# Exercise instructions
Which of the lines below contain the string "PathBuf"? Pull each one out of the data.

# Exercise material
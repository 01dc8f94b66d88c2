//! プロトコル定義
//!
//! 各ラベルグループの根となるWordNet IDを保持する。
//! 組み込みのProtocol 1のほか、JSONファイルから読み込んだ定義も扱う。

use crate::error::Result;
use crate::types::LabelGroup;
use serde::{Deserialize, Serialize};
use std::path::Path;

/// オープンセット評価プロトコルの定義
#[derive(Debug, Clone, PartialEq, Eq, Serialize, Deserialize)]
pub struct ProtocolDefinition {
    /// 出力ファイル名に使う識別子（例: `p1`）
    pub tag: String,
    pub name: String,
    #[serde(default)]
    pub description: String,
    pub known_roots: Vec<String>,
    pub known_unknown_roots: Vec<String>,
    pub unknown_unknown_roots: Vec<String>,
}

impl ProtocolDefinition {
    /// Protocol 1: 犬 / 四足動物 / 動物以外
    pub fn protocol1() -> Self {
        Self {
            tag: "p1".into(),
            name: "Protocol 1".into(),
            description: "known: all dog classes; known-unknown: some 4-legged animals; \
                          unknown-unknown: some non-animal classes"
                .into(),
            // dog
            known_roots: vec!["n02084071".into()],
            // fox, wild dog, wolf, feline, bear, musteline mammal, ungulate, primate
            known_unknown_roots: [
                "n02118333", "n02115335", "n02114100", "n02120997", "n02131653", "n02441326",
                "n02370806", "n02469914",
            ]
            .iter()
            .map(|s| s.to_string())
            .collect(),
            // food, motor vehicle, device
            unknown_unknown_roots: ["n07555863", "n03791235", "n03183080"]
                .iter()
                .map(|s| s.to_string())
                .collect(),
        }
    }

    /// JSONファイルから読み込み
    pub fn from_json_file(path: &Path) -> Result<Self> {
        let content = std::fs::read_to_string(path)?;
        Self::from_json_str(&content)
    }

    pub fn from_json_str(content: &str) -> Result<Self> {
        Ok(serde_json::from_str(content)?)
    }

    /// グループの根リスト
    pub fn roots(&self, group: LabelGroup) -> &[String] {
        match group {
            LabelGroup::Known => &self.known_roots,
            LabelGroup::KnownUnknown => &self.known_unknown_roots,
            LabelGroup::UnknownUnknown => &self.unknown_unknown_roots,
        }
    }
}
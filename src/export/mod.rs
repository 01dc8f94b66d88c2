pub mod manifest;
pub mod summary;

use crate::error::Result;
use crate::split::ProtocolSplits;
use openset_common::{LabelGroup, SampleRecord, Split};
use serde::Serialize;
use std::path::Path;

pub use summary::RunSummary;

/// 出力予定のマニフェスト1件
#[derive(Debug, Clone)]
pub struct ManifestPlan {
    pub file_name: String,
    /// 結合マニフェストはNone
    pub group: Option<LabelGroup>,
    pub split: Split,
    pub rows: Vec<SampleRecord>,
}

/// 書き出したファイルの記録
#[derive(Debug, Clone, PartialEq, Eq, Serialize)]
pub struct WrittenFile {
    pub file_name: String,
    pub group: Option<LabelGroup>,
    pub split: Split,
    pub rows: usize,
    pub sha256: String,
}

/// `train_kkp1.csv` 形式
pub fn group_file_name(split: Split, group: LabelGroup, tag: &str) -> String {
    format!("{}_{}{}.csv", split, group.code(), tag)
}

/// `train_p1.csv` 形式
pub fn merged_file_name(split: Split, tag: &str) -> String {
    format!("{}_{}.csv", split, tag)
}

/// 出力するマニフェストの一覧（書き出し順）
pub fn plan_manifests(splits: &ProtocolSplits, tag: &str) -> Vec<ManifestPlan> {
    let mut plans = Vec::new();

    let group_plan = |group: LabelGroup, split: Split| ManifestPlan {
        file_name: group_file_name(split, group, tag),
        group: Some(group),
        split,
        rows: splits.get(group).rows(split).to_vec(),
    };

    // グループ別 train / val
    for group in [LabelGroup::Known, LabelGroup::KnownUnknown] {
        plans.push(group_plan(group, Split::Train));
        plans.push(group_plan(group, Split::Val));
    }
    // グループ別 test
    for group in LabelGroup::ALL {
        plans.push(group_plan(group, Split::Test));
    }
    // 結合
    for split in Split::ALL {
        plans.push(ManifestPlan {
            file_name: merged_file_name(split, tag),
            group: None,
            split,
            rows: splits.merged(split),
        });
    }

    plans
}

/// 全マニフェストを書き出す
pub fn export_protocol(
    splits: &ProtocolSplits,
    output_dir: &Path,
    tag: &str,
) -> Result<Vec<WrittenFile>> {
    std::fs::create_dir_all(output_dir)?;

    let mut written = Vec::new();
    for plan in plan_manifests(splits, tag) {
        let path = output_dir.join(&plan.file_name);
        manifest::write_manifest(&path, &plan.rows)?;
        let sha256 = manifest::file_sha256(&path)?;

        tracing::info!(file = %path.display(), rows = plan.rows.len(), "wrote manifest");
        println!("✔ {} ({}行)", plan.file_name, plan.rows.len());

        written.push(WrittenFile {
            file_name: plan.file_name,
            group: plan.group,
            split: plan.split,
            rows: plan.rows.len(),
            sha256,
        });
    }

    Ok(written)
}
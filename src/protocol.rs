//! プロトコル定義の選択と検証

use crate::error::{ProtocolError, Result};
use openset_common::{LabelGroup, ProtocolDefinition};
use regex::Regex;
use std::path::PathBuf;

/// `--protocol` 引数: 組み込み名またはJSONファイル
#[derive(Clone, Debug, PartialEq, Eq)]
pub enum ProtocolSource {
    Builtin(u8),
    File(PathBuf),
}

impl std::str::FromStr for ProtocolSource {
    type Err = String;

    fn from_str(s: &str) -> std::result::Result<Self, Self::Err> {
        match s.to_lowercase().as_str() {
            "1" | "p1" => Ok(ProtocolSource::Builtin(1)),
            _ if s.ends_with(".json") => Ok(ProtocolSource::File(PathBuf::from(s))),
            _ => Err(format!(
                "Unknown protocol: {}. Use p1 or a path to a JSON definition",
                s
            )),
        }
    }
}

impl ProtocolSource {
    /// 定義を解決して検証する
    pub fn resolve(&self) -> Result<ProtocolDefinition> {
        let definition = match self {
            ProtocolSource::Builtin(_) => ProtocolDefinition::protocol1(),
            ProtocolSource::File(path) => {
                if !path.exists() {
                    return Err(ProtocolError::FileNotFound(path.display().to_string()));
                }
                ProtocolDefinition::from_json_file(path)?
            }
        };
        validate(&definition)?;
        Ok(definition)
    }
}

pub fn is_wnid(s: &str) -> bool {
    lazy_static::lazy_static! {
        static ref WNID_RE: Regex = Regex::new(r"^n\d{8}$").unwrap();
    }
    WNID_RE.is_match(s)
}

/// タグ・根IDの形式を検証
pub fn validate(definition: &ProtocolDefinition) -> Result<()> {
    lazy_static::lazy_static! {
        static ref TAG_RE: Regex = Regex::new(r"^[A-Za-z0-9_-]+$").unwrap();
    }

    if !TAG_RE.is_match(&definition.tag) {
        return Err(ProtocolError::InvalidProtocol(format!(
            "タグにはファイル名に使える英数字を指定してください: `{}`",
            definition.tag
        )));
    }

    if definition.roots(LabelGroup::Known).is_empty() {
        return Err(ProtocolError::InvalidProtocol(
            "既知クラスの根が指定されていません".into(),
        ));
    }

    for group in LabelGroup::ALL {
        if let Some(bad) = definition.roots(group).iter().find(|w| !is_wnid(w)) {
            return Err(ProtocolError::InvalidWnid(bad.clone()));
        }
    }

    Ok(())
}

# Answer to this problem
use std::path::PathBuf;
    File(PathBuf),
            _ if s.ends_with(".json") => Ok(ProtocolSource::File(PathBuf::from(s))),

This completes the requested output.